PURPOSE: The purpose of this study is to evaluate the performance and validity of the case-crossover (CCO) and self-controlled case-series (SCCS) designs when studying the association between hip/femur fracture (HF) and antidepressant (AD) use in general practitioner databases. In addition, comparability with cohort and case-control designs is discussed. METHODS: Adult patients with HF and who received an AD prescription during 2001-2009 were identified from UK's The Health Improvement Network (THIN) and the Dutch Mondriaan databases. AD exposure was classified into current, recent and past/non-use (reference).

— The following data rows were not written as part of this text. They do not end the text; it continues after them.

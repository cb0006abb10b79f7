//! Scripted [`AgentInvoker`] for tests.

use std::collections::VecDeque;
use std::sync::{Arc, Mutex};
use std::time::Duration;

use bytes::Bytes;
use futures_util::{StreamExt, stream};

use crate::dispatch::agent::{AgentChunkStream, AgentError, AgentInvoker, InvocationRequest};

#[derive(Default)]
struct MockAgentState {
    script: VecDeque<Result<Vec<String>, AgentError>>,
    invocations: Vec<InvocationRequest>,
    response_delay: Duration,
}

/// In-memory agent with one scripted outcome per invocation.
///
/// Invocations beyond the script succeed with a single `ok` chunk. Clones
/// share the script and the recorded invocations.
#[derive(Clone, Default)]
pub struct MockAgent {
    state: Arc<Mutex<MockAgentState>>,
}

impl MockAgent {
    #[must_use]
    pub fn new() -> Self {
        Self::default()
    }

    pub fn push_response(&self, chunks: &[&str]) {
        self.lock()
            .script
            .push_back(Ok(chunks.iter().map(|c| (*c).to_owned()).collect()));
    }

    pub fn push_error(&self, error: AgentError) {
        self.lock().script.push_back(Err(error));
    }

    pub fn push_errors(&self, error: &AgentError, count: usize) {
        for _ in 0..count {
            self.push_error(error.clone());
        }
    }

    /// Delays every outcome, keeping invocations in flight so tests can
    /// exercise deadline behavior.
    pub fn set_response_delay(&self, delay: Duration) {
        self.lock().response_delay = delay;
    }

    #[must_use]
    pub fn invocations(&self) -> Vec<InvocationRequest> {
        self.lock().invocations.clone()
    }

    fn lock(&self) -> std::sync::MutexGuard<'_, MockAgentState> {
        self.state.lock().expect("mock agent state poisoned")
    }
}

impl AgentInvoker for MockAgent {
    async fn invoke(&self, request: InvocationRequest) -> Result<AgentChunkStream, AgentError> {
        let (outcome, delay) = {
            let mut state = self.lock();
            state.invocations.push(request);
            let outcome = state
                .script
                .pop_front()
                .unwrap_or_else(|| Ok(vec!["ok".to_owned()]));
            (outcome, state.response_delay)
        };

        if !delay.is_zero() {
            tokio::time::sleep(delay).await;
        }

        let chunks = outcome?;
        Ok(stream::iter(chunks.into_iter().map(|c| Ok(Bytes::from(c)))).boxed())
    }
}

In the CCO, for each patient, a case moment (date of HF) and four prior control moments at -91, -182, -273 and -365 days were defined. In SCCS, incidence of HF was compared between exposure states. Conditional logistic regression was used in the CCO and Poisson regression in the SCCS to compute odds ratios and incidence rate ratios, respectively. In CCO, we adjusted for time-varying co-medication and in SCCS for age. RESULTS: Adjusted estimates for the effect of current AD exposure on HF were higher in the CCO (co-medication-adjusted odds ratio, THIN: 2.24, 95% confidence interval [CI]: 2.04-2.47; Mondriaan: 2.57, 95%CI [1.50, 4.43]) than in the SCCS (age-adjusted incidence rate ratio, THIN: 1.41, 95%CI [1.32, 1.49]; Mondriaan: 2.14, 95%CI [1.51, 3.03]). The latter were comparable with the traditional designs. CONCLUSION: Case-only designs confirmed the association between AD and HF. The CCO design violated assumptions in this study with regard to exchangeability and length of exposure, and transient effects on outcome. The SCCS seems to be an appropriate design for assessing AD-HF association.